Energy from renewable resources has aroused much interest in the academic society and industry. Lignocellulose is the most abundant material and decomposed to two dominant sugars, glucose and xylose. In Escherichia coli, xylose is not metabolized until glucose is used up. This pattern of sequential utilization of sugars makes the fermentation process based on E. coli ineffective. In this study, E. coli strain was manipulated by pathway engineering to co-utilize glucose and xylose. This was approached by deregulation of the catabolite repression. The carbon flux in the pentose phosphate pathway was then enhanced, and competing pathways were all removed. As a result, the engineered strain became able to co-assimilate glucose and xylose. To produce n-butanol, heterologous genes including phaA, hbd, crt, ter, and adhE2 genes were individually integrated into the E. coli genome, resulting in an E. coli producer strain. Fermentative production of n-butanol was then carried out with the shake-flask culture.
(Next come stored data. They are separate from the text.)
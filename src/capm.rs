//! CAPM estimation and recursive forecasting.

use ahash::RandomState;
use chrono::NaiveDate;
use hashbrown::{HashMap, HashSet};
use log::{debug, info};

use crate::{
    CapmConfig, Error, EventStudy, MovingPoint, Result, ReturnPoint, ReturnSeries,
    RollingCovariance, RollingStatistics, helper,
};

/// A single-factor market model fitted over an estimation period and
/// extended past it with forecast returns.
///
/// Construction runs the whole estimation:
///
/// 1. the benchmark is aligned to the instrument's dates,
/// 2. the instrument's returns are restricted to the estimation period,
/// 3. rolling statistics are computed over that period for the instrument,
///    for the benchmark on the same dates, and for the pair,
/// 4. `period` expected returns are forecast, one date at a time, with
///    `re = rf + β · (Rm − rf)`.
///
/// Each forecast is appended to the fitted series and fed back into the
/// rolling statistics, so later forecasts are estimated over windows that
/// contain earlier forecasts rather than realised returns.
#[derive(Debug, Clone)]
pub struct Capm {
    config: CapmConfig,
    /// Instrument returns over the whole history
    actual: ReturnSeries,
    /// Benchmark returns over the whole history
    benchmark: ReturnSeries,
    /// Benchmark returns on instrument dates, in date order
    market: ReturnSeries,
    /// Benchmark return by date, over the same dates as `market`
    lookup: HashMap<NaiveDate, f64, RandomState>,
    /// Estimation period returns followed by forecast returns
    fitted: ReturnSeries,
    /// Benchmark returns on the fitted dates
    paired_market: ReturnSeries,
    instrument_stats: RollingStatistics,
    market_stats: RollingStatistics,
    covariance: RollingCovariance,
    /// Beta used for each forecast
    betas: Vec<MovingPoint>,
    /// Number of fitted returns that belong to the estimation period
    estimation_len: usize,
}

impl Capm {
    /// Fits the model and forecasts `config.period` returns past the estimation period
    ///
    /// # Arguments
    ///
    /// * `instrument` - Instrument returns over the whole history
    /// * `benchmark` - Benchmark returns over the whole history
    /// * `config` - Window, forecast period, risk-free rate and estimation period
    ///
    /// # Returns
    ///
    /// * `Result<Self>` - The fitted model, or
    ///   - [`Error::Alignment`] if fewer than `window` dates are shared by both series,
    ///   - [`Error::InsufficientData`] if the estimation period holds fewer than `window` returns,
    ///   - [`Error::IndexOutOfRange`] if fewer than `period` shared dates follow the estimation period,
    ///   - [`Error::DivideByZero`] if the benchmark's moving variance is zero when beta is needed
    pub fn estimate(
        instrument: &ReturnSeries,
        benchmark: &ReturnSeries,
        config: &CapmConfig,
    ) -> Result<Self> {
        config.validate()?;

        let mut actual = instrument.clone();
        let mut benchmark = benchmark.clone();
        actual.ensure_sorted();
        benchmark.ensure_sorted();

        let (market, lookup) = align(&actual, &benchmark);
        if market.is_empty() {
            return Err(Error::alignment(
                "instrument and benchmark share no dates",
            ));
        }
        if market.len() < config.window {
            return Err(Error::alignment(format!(
                "{} shared dates, the window needs {}",
                market.len(),
                config.window
            )));
        }

        let mut fitted = ReturnSeries::new();
        let mut paired_market = ReturnSeries::new();
        for point in actual
            .iter()
            .filter(|p| config.start <= p.date && p.date <= config.end)
        {
            if let Some(&rm) = lookup.get(&point.date) {
                fitted.push(*point)?;
                paired_market.push(ReturnPoint::new(point.date, rm))?;
            }
        }
        if fitted.len() < config.window {
            return Err(Error::InsufficientData {
                required: config.window,
                available: fitted.len(),
            });
        }

        let instrument_stats = RollingStatistics::compute(&fitted, config.window)?;
        let market_stats = RollingStatistics::compute(&paired_market, config.window)?;
        let covariance = RollingCovariance::compute(&fitted, &paired_market, config.window)?;
        info!(
            "estimated over {} returns from {} to {} with a window of {}",
            fitted.len(),
            config.start,
            config.end,
            config.window
        );

        let estimation_len = fitted.len();
        let mut capm = Self {
            config: config.clone(),
            actual,
            benchmark,
            market,
            lookup,
            fitted,
            paired_market,
            instrument_stats,
            market_stats,
            covariance,
            betas: Vec::with_capacity(config.period),
            estimation_len,
        };
        capm.log_drift();
        capm.forecast()?;
        Ok(capm)
    }

    fn forecast(&mut self) -> Result<()> {
        let last = self
            .fitted
            .last()
            .map(|p| p.date)
            .ok_or(Error::InsufficientData {
                required: 1,
                available: 0,
            })?;
        let cursor = self
            .market
            .position(last)
            .map(|i| i + 1)
            .ok_or_else(|| Error::alignment(format!("{last} is missing from the market series")))?;
        let end = cursor + self.config.period;
        if end > self.market.len() {
            return Err(Error::IndexOutOfRange {
                index: end - 1,
                len: self.market.len(),
            });
        }

        let rf = self.config.risk_free_rate;
        for idx in cursor..end {
            let rm = self.market.as_slice()[idx];
            let beta = self.beta()?;
            let forecast = ReturnPoint::new(rm.date, rf + beta * (rm.value - rf));

            self.betas.push(MovingPoint::new(rm.date, beta));
            self.fitted.push(forecast)?;
            self.paired_market.push(rm)?;
            self.instrument_stats.append(forecast)?;
            self.market_stats.append(rm)?;
            self.covariance.append(forecast, rm)?;
        }
        debug!(
            "forecast {} returns from {} through {}",
            self.config.period,
            self.market.as_slice()[cursor].date,
            self.market.as_slice()[end - 1].date
        );
        Ok(())
    }

    fn log_drift(&self) {
        let samples = self.market_stats.window_samples();
        let direct = helper::population_variance(&samples);
        if let Some((direct, streaming)) = direct.zip(self.market_stats.last_variance()) {
            debug!(
                "market variance drift at {}: {:e}",
                streaming.date,
                (streaming.value - direct).abs()
            );
        }
    }

    /// Returns the latest beta, `Cov(instrument, market) / Var(market)`
    ///
    /// The market's moving variance counts as zero when the returns in the
    /// window are all equal, or when it is within rounding of zero relative
    /// to the moving squared average. The recurrence leaves a residue of a
    /// few ulps in a window that went flat after earlier moves.
    ///
    /// # Returns
    ///
    /// * `Result<f64>` - The beta, or [`Error::DivideByZero`] if the market's
    ///   moving variance is zero
    pub fn beta(&self) -> Result<f64> {
        let (Some(cov), Some(var), Some(mas)) = (
            self.covariance.last_covariance(),
            self.market_stats.last_variance(),
            self.market_stats.last_squared_average(),
        ) else {
            return Err(Error::InsufficientData {
                required: 1,
                available: 0,
            });
        };
        let n = self.market_stats.effective_window() as f64;
        if self.market_stats.is_flat() || var.value <= f64::EPSILON * mas.value * n {
            return Err(Error::DivideByZero { date: var.date });
        }
        Ok(cov.value / var.value)
    }

    /// Computes abnormal returns against the fitted series
    pub fn abnormal_returns(self) -> EventStudy {
        EventStudy::from_capm(self)
    }

    /// Estimation parameters
    pub const fn config(&self) -> &CapmConfig {
        &self.config
    }

    /// Instrument returns over the whole history
    pub const fn actual_returns(&self) -> &ReturnSeries {
        &self.actual
    }

    /// Benchmark returns over the whole history
    pub const fn benchmark_returns(&self) -> &ReturnSeries {
        &self.benchmark
    }

    /// Benchmark returns on instrument dates
    pub const fn market_returns(&self) -> &ReturnSeries {
        &self.market
    }

    /// Returns the benchmark return on `date`, if both series have that date
    pub fn benchmark_return(&self, date: NaiveDate) -> Option<f64> {
        self.lookup.get(&date).copied()
    }

    /// Estimation period returns followed by forecast returns
    pub const fn fitted_returns(&self) -> &ReturnSeries {
        &self.fitted
    }

    /// Benchmark returns on the fitted dates, index-aligned with [`Capm::fitted_returns`]
    pub const fn paired_market_returns(&self) -> &ReturnSeries {
        &self.paired_market
    }

    /// The forecast part of the fitted returns
    pub fn forecast_returns(&self) -> &[ReturnPoint] {
        &self.fitted.as_slice()[self.estimation_len..]
    }

    /// Number of fitted returns that belong to the estimation period
    pub const fn estimation_len(&self) -> usize {
        self.estimation_len
    }

    /// Rolling statistics of the fitted instrument returns
    pub const fn instrument_statistics(&self) -> &RollingStatistics {
        &self.instrument_stats
    }

    /// Rolling statistics of the paired market returns
    pub const fn market_statistics(&self) -> &RollingStatistics {
        &self.market_stats
    }

    /// Rolling covariance of the fitted instrument returns and the paired market returns
    pub const fn covariance(&self) -> &RollingCovariance {
        &self.covariance
    }

    /// The beta behind each forecast, dated like the forecast
    pub fn betas(&self) -> &[MovingPoint] {
        &self.betas
    }
}

/// Keeps the benchmark returns whose date the instrument also has
fn align(
    instrument: &ReturnSeries,
    benchmark: &ReturnSeries,
) -> (ReturnSeries, HashMap<NaiveDate, f64, RandomState>) {
    let mut dates = HashSet::with_hasher(RandomState::new());
    dates.extend(instrument.iter().map(|p| p.date));

    let market: ReturnSeries = benchmark
        .iter()
        .filter(|p| dates.contains(&p.date))
        .copied()
        .collect();
    let mut lookup = HashMap::with_capacity_and_hasher(market.len(), RandomState::new());
    lookup.extend(market.iter().map(|p| (p.date, p.value)));
    (market, lookup)
}
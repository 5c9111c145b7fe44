//! Delimited-text reports of an event study.

use std::{fs, io, path::Path};

use log::info;

use crate::{CarMethod, EventStudy, EventStudyConfig, Result};

/// Column names of a report, in order
pub const HEADER: [&str; 6] = [
    "Date",
    "ActualReturn",
    "ForecastedReturn",
    "BenchmarkReturn",
    "AbnormalReturn",
    "CumulativeAbnormalReturn",
];

/// How a report is laid out
#[derive(Debug, Clone, Copy, PartialEq, Eq)]
pub struct ReportOptions {
    /// Field delimiter
    pub delimiter: u8,
    /// Aggregation of the cumulative abnormal return column
    pub car_method: CarMethod,
    /// Digits after the decimal point
    pub precision: usize,
}

impl Default for ReportOptions {
    fn default() -> Self {
        Self {
            delimiter: b',',
            car_method: CarMethod::default(),
            precision: 6,
        }
    }
}

impl ReportOptions {
    /// Takes the delimiter and aggregation from an event study configuration
    pub fn from_config(config: &EventStudyConfig) -> Result<Self> {
        Ok(Self {
            delimiter: config.delimiter_byte()?,
            car_method: config.car_method,
            ..Self::default()
        })
    }
}

/// Writes one row per fitted date after a [`HEADER`] row
///
/// Dates are written as `YYYY-MM-DD` and returns with
/// [`ReportOptions::precision`] decimals.
///
/// # Arguments
///
/// * `study` - The event study to report
/// * `writer` - Destination of the delimited text
/// * `options` - Delimiter, aggregation and precision
///
/// # Returns
///
/// * `Result<()>` - [`crate::Error::Csv`] or [`crate::Error::Io`] if writing fails
pub fn write_csv<W: io::Write>(study: &EventStudy, writer: W, options: &ReportOptions) -> Result<()> {
    let mut wtr = csv::WriterBuilder::new()
        .delimiter(options.delimiter)
        .from_writer(writer);
    wtr.write_record(HEADER)?;

    let p = options.precision;
    for row in study.rows(options.car_method) {
        wtr.write_record([
            row.date.format("%Y-%m-%d").to_string(),
            format!("{:.*}", p, row.actual),
            format!("{:.*}", p, row.forecast),
            format!("{:.*}", p, row.benchmark),
            format!("{:.*}", p, row.abnormal),
            format!("{:.*}", p, row.cumulative),
        ])?;
    }
    wtr.flush()?;
    Ok(())
}

/// Writes a report to `path`, creating missing parent directories
///
/// The report is rendered in memory first, so a failure never leaves a
/// partial file behind.
pub fn write_csv_file(study: &EventStudy, path: impl AsRef<Path>, options: &ReportOptions) -> Result<()> {
    let path = path.as_ref();
    let mut buf = Vec::new();
    write_csv(study, &mut buf, options)?;

    if let Some(parent) = path.parent().filter(|p| !p.as_os_str().is_empty()) {
        fs::create_dir_all(parent)?;
    }
    fs::write(path, &buf)?;
    info!("wrote {} report rows to {}", study.abnormal_returns().len(), path.display());
    Ok(())
}

#[cfg(test)]
mod tests {
    use chrono::{Days, NaiveDate};

    use super::*;
    use crate::{Capm, CapmConfig, ReturnPoint, ReturnSeries};

    fn day(i: u64) -> NaiveDate {
        NaiveDate::from_ymd_opt(2020, 2, 3).unwrap_or(NaiveDate::MIN) + Days::new(i)
    }

    fn study() -> EventStudy {
        let series = |scale: f64, phase: f64| -> ReturnSeries {
            (0..20)
                .map(|i| ReturnPoint::new(day(i), scale * (i as f64 * 0.8 + phase).sin()))
                .collect()
        };
        let config = CapmConfig {
            window: 5,
            period: 4,
            risk_free_rate: 0.0,
            start: day(0),
            end: day(9),
        };
        Capm::estimate(&series(0.02, 0.3), &series(0.01, 0.0), &config)
            .unwrap_or_else(|e| panic!("{e}"))
            .abnormal_returns()
    }

    fn render(options: &ReportOptions) -> String {
        let mut buf = Vec::new();
        write_csv(&study(), &mut buf, options).unwrap_or_else(|e| panic!("{e}"));
        String::from_utf8(buf).unwrap_or_default()
    }

    #[test]
    fn header_then_one_row_per_fitted_date() {
        let text = render(&ReportOptions::default());
        let lines: Vec<_> = text.lines().collect();
        assert_eq!(
            lines[0],
            "Date,ActualReturn,ForecastedReturn,BenchmarkReturn,AbnormalReturn,CumulativeAbnormalReturn"
        );
        assert_eq!(lines.len(), 1 + 14);
        assert!(lines[1].starts_with("2020-02-03,"));
        assert!(lines[14].starts_with("2020-02-16,"));
    }

    #[test]
    fn numbers_have_six_decimals() {
        let text = render(&ReportOptions::default());
        for line in text.lines().skip(1) {
            for field in line.split(',').skip(1) {
                let decimals = field.split('.').nth(1).map(str::len);
                assert_eq!(decimals, Some(6), "{field}");
            }
        }
        // estimation rows have no abnormal return
        let first: Vec<_> = text.lines().nth(1).unwrap_or_default().split(',').collect();
        assert!(first[4] == "0.000000" || first[4] == "-0.000000");
    }

    #[test]
    fn delimiter_is_configurable() {
        let text = render(&ReportOptions {
            delimiter: b';',
            ..ReportOptions::default()
        });
        assert!(text.lines().all(|l| l.split(';').count() == 6));
        assert!(!text.contains(','));
    }

    #[test]
    fn running_and_pairwise_columns_differ() {
        let pairwise = render(&ReportOptions::default());
        let running = render(&ReportOptions {
            car_method: CarMethod::Running,
            ..ReportOptions::default()
        });
        assert_eq!(pairwise.lines().count(), running.lines().count());
        assert_ne!(pairwise, running);
    }

    #[test]
    fn options_follow_the_config() {
        let config = EventStudyConfig {
            delimiter: '\t',
            car_method: CarMethod::Running,
            ..EventStudyConfig::default()
        };
        let options = ReportOptions::from_config(&config).unwrap_or_else(|e| panic!("{e}"));
        assert_eq!(options.delimiter, b'\t');
        assert_eq!(options.car_method, CarMethod::Running);
        assert_eq!(options.precision, 6);
    }
}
With 20 g/L glucose, the E. coli producer strain was able to produce 3 g/L n-butanol within 24 h. Furthermore, there was 1.7 g/L n-butanol produced by the strain that was grown on 20 g/L xylose. In the presence of mixed sugars (10 g/L for each), the E. coli producer strain could simultaneously utilize glucose and xylose. After 24-h fermentation, both sugars were all consumed with n-butanol production reaching 2.2 g/L.